Tony Blair e le religioni: da “hobby” a impegno a tempo pieno

Già era nota da tempo la passione dell’ex primo ministro britannico Tony Blair per le tematiche attinenti il ruolo delle religioni nella società attuale, e non c’è voluta di certo la sua recente conversione al cattolicesimo per scoprirlo.

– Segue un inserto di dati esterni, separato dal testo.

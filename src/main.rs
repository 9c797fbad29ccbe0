mod commands;
mod gateway;
mod i18n;
mod scheduler;
#[cfg(test)]
mod testing;

use chrono::Utc;
use clap::{Parser, Subcommand};
use habit_channels::telegram::TelegramChannel;
use habit_core::{
    config::{self, shellexpand, Config},
    traits::Channel,
};
use habit_memory::Store;
use std::path::{Path, PathBuf};
use std::sync::Arc;
use tracing::info;
use tracing_appender::non_blocking::WorkerGuard;
use tracing_appender::rolling::{Builder, Rotation};
use tracing_subscriber::prelude::*;
use tracing_subscriber::EnvFilter;

use gateway::{DailyMessage, Gateway};
use i18n::{install_bundled_locales, Locales};
use scheduler::{format_run_time, next_run_time, Notifier, Scheduler, SchedulerSettings};

#[derive(Parser)]
#[command(
    name = "habitbot",
    version,
    about = "Habit awareness bot for Telegram"
)]
struct Cli {
    #[command(subcommand)]
    command: Commands,

    /// Path to config file.
    #[arg(short, long, default_value = "config.toml")]
    config: String,
}

#[derive(Subcommand)]
enum Commands {
    /// Start the bot.
    Start,
    /// Show the effective configuration and check it.
    Status,
    /// Print when the next daily message is due.
    Next,
    /// Write a default config file.
    Init,
}

#[tokio::main]
async fn main() -> anyhow::Result<()> {
    let cli = Cli::parse();

    match cli.command {
        Commands::Start => {
            let cfg = load_config(&cli.config)?;
            cfg.validate()?;

            let log_dir = Path::new(&shellexpand(&cfg.bot.data_dir)).join("logs");
            let _guard = init_tracing(&cfg.bot.log_level, Some(log_dir));
            start(cfg).await?;
        }
        Commands::Status => {
            let _guard = init_tracing("warn", None);
            let cfg = load_config(&cli.config)?;
            print_status(&cli.config, &cfg).await?;
        }
        Commands::Next => {
            let _guard = init_tracing("warn", None);
            let cfg = load_config(&cli.config)?;
            let settings = SchedulerSettings::from_config(&cfg.schedule)?;
            let next = next_run_time(settings.fire_time, settings.tz, Utc::now());
            println!("{}", format_run_time(&next));
        }
        Commands::Init => {
            if config::write_default(&cli.config)? {
                println!("Wrote default configuration to {}", cli.config);
                println!("Set telegram.bot_token and telegram.chat_id, then run: habitbot start");
            } else {
                println!("{} already exists, leaving it untouched", cli.config);
            }
        }
    }

    Ok(())
}

/// Config file plus environment overrides.
fn load_config(path: &str) -> anyhow::Result<Config> {
    let mut cfg = config::load(path)?;
    cfg.apply_env_overrides()?;
    Ok(cfg)
}

/// Log to stdout, and to `{log_dir}/habitbot.log` when given.
///
/// `RUST_LOG` takes precedence over `default_level`. The returned guard
/// flushes the file writer on drop.
fn init_tracing(default_level: &str, log_dir: Option<PathBuf>) -> Option<WorkerGuard> {
    let filter =
        EnvFilter::try_from_default_env().unwrap_or_else(|_| EnvFilter::new(default_level));

    let file = log_dir.and_then(|dir| {
        std::fs::create_dir_all(&dir).ok()?;
        Builder::new()
            .rotation(Rotation::NEVER)
            .filename_prefix("habitbot")
            .filename_suffix("log")
            .build(&dir)
            .map_err(|e| eprintln!("file logging disabled: {e}"))
            .ok()
    });

    let (file_layer, guard) = match file {
        Some(appender) => {
            let (writer, guard) = tracing_appender::non_blocking(appender);
            let layer = tracing_subscriber::fmt::layer()
                .with_writer(writer)
                .with_ansi(false);
            (Some(layer), Some(guard))
        }
        None => (None, None),
    };

    tracing_subscriber::registry()
        .with(filter)
        .with(tracing_subscriber::fmt::layer())
        .with(file_layer)
        .init();
    guard
}

/// Wire the store, channel, scheduler and gateway, then run until shutdown.
async fn start(cfg: Config) -> anyhow::Result<()> {
    info!("{} starting", cfg.bot.name);

    install_bundled_locales(&cfg.bot.data_dir);
    let locales = Arc::new(Locales::load(&cfg.bot.data_dir));

    let settings = SchedulerSettings::from_config(&cfg.schedule)?;
    let store = Store::new(&cfg.memory, settings.tz).await?;

    let telegram = TelegramChannel::new(cfg.telegram.clone());
    telegram
        .get_me()
        .await
        .map_err(|e| anyhow::anyhow!("Telegram connection check failed: {e}"))?;
    let channel: Arc<dyn Channel> = Arc::new(telegram);

    let chat_id = cfg.telegram.chat_id;
    let job = Arc::new(DailyMessage::new(
        channel.clone(),
        store.clone(),
        locales.clone(),
        chat_id,
        settings.tz,
        cfg.schedule.include_date,
    ));
    let notifier = Notifier::new(channel.clone(), chat_id, locales.clone());
    let scheduler = Scheduler::new(settings, job, notifier);

    let gw = Gateway::new(channel, store, locales, scheduler, &cfg.telegram);
    gw.run().await
}

async fn print_status(path: &str, cfg: &Config) -> anyhow::Result<()> {
    println!("habitbot status\n");
    println!("Config:     {path}");
    println!("Data dir:   {}", shellexpand(&cfg.bot.data_dir));

    let token = if cfg.telegram.bot_token.trim().is_empty() {
        "missing"
    } else {
        "configured"
    };
    println!("Bot token:  {token}");
    println!("Chat id:    {}", cfg.telegram.chat_id);
    if !cfg.telegram.allowed_users.is_empty() {
        println!("Allowed:    {:?}", cfg.telegram.allowed_users);
    }

    println!(
        "Schedule:   {} ({})",
        cfg.schedule.time, cfg.schedule.timezone
    );
    if let Ok(settings) = SchedulerSettings::from_config(&cfg.schedule) {
        let next = next_run_time(settings.fire_time, settings.tz, Utc::now());
        println!("Next run:   {}", format_run_time(&next));
    }

    let db = cfg.memory.db_file();
    if Path::new(&db).exists() {
        println!("Database:   {db}");
        match Store::new(&cfg.memory, chrono_tz::UTC).await {
            Ok(store) => {
                match store.recent_sent_messages(1).await {
                    Ok(sent) => match sent.first() {
                        Some(last) => println!(
                            "Last sent:  {} to {}: {}",
                            last.sent_at.format("%Y-%m-%d %H:%M UTC"),
                            last.chat_id,
                            last.message.lines().next().unwrap_or_default()
                        ),
                        None => println!("Last sent:  nothing yet"),
                    },
                    Err(e) => println!("Last sent:  unavailable ({e})"),
                }
                store.close().await;
            }
            Err(e) => println!("Database:   cannot open ({e})"),
        }
    } else {
        println!("Database:   {db} (not created yet)");
    }
    println!();

    match cfg.validate() {
        Ok(()) => println!("Configuration OK"),
        Err(e) => anyhow::bail!("{e}"),
    }
    Ok(())
}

Tra l’altro, tale interesse blairiano si è anche manifestato nella costituzione della Faith Foundation, think tank dedicato appunto a studiare ed approfondire il ruolo delle religioni nella società attuale. Ora, la competenza dell’ex primo ministro britannico avrà anche un altro modo per esplicitarsi, visto che il prestigioso periodico New Statesman gli ha affidato una rubrica fissa dedicata appunto a tali problematiche. Nell’articolo del numero in edicola (intitolato “Perché dobbiamo occuparci di Dio”) Blair afferma tra l’altro che “trascorsi gli anni della mia leadership, una cosa mi ha colpito con forza sempre più crescente: fallire nella comprensione del potere della religione significa essere incapaci di capire il mondo moderno. La fede religiosa avrà lo stesso significato nel XXI secolo che ha avuto l’ideologia politica nel XX. I leader politici, siano religiosi o meno, devono avere a che fare con Dio”.

Magari le idee e le opinioni espresse nell’articolo in questione non sono proprio originalissime e profonde, però è senz’altro encomiabile che un periodico così prestigioso abbia deciso di dedicare spazio a tali problematiche. Un 7 – – di incoraggiamento se le meritano sia il giornale sia l’opinionista.